Task prompt →
Where does the word "static" occur in the material? Copy each line that has it.

Dataset excerpts →

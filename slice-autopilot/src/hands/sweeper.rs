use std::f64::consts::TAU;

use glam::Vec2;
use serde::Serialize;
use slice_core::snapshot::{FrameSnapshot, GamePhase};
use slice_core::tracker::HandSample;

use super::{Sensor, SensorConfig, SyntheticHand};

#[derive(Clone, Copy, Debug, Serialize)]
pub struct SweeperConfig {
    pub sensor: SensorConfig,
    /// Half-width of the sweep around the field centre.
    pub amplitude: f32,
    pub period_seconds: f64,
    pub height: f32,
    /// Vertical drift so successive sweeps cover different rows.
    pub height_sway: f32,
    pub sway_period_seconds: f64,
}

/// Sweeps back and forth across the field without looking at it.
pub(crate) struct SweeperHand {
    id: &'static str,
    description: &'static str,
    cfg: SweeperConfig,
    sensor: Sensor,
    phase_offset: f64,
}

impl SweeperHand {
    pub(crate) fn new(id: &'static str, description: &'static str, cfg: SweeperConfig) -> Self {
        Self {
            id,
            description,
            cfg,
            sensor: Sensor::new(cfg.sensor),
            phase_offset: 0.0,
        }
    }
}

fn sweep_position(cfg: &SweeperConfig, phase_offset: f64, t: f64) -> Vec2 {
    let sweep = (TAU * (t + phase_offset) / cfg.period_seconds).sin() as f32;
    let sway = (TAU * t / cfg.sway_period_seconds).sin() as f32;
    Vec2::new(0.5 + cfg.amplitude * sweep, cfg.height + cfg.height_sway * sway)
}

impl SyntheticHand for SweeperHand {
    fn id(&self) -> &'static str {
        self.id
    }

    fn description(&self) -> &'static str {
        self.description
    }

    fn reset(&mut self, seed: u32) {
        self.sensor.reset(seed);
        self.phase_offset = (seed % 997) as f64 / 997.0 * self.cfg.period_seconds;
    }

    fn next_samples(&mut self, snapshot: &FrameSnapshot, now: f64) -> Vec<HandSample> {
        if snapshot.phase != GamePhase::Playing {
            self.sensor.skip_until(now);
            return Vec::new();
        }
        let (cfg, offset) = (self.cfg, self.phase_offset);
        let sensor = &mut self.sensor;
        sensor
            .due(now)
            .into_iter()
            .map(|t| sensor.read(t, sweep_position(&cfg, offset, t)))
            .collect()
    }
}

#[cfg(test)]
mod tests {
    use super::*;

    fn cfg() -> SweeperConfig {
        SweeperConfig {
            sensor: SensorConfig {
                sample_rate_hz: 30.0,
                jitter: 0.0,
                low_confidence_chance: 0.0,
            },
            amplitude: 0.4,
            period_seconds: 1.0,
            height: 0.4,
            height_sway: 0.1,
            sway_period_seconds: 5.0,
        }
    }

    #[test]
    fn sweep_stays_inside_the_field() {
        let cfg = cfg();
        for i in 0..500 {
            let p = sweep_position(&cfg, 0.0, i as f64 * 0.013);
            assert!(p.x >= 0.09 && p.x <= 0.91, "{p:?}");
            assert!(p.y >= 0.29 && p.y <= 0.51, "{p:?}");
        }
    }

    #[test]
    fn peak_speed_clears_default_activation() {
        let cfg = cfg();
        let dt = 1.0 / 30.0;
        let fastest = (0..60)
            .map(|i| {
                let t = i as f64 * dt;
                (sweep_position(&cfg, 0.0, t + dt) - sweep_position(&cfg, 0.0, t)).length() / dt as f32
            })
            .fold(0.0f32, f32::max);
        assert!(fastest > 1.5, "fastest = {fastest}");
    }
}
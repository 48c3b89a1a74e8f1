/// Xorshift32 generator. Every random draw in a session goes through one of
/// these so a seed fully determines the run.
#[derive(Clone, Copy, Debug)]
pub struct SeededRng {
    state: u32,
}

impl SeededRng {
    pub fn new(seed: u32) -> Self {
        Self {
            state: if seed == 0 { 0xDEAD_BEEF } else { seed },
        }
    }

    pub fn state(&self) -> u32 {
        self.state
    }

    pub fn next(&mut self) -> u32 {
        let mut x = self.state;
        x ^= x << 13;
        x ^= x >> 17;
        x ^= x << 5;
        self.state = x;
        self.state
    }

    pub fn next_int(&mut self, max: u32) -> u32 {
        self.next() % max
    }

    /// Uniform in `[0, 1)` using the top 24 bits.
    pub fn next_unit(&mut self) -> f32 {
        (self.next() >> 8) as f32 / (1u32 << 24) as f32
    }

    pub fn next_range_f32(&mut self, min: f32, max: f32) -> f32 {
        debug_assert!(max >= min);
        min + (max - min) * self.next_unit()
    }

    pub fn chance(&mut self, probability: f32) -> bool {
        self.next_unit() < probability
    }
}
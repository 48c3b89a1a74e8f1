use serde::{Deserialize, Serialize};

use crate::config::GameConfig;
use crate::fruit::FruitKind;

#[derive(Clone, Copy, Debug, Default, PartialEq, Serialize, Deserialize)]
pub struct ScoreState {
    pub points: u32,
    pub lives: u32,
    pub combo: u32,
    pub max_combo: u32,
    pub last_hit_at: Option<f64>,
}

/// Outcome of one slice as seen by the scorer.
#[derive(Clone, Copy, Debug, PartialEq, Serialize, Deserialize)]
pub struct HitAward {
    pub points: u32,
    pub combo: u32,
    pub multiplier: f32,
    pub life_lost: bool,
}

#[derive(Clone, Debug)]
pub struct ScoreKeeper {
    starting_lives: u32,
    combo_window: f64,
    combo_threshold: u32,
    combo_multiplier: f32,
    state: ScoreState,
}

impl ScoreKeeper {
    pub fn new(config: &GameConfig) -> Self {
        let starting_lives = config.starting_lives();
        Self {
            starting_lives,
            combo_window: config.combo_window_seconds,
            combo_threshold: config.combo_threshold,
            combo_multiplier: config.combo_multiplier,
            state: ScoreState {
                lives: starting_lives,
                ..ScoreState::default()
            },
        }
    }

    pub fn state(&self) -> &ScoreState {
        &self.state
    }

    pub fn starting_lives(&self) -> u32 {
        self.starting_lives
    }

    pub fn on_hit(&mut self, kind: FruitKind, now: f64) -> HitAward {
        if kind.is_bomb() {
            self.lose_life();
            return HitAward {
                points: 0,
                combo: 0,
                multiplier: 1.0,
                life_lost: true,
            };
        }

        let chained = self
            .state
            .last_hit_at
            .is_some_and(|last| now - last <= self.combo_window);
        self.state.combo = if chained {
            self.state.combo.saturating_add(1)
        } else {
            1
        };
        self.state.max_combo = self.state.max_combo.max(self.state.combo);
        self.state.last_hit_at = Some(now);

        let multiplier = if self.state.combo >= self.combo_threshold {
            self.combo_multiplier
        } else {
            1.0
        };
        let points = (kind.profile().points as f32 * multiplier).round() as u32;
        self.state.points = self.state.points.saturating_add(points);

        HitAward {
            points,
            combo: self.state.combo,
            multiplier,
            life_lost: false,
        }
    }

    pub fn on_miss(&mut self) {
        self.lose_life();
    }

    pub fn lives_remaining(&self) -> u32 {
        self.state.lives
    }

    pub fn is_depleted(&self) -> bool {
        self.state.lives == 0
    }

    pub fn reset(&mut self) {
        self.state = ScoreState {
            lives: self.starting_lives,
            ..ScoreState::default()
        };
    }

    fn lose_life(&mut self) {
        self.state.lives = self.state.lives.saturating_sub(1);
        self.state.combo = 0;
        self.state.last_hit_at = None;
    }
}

Reply →
    id: &'static str,
    description: &'static str,
    pub(crate) fn new(id: &'static str, description: &'static str, cfg: SweeperConfig) -> Self {
    fn id(&self) -> &'static str {
    fn description(&self) -> &'static str {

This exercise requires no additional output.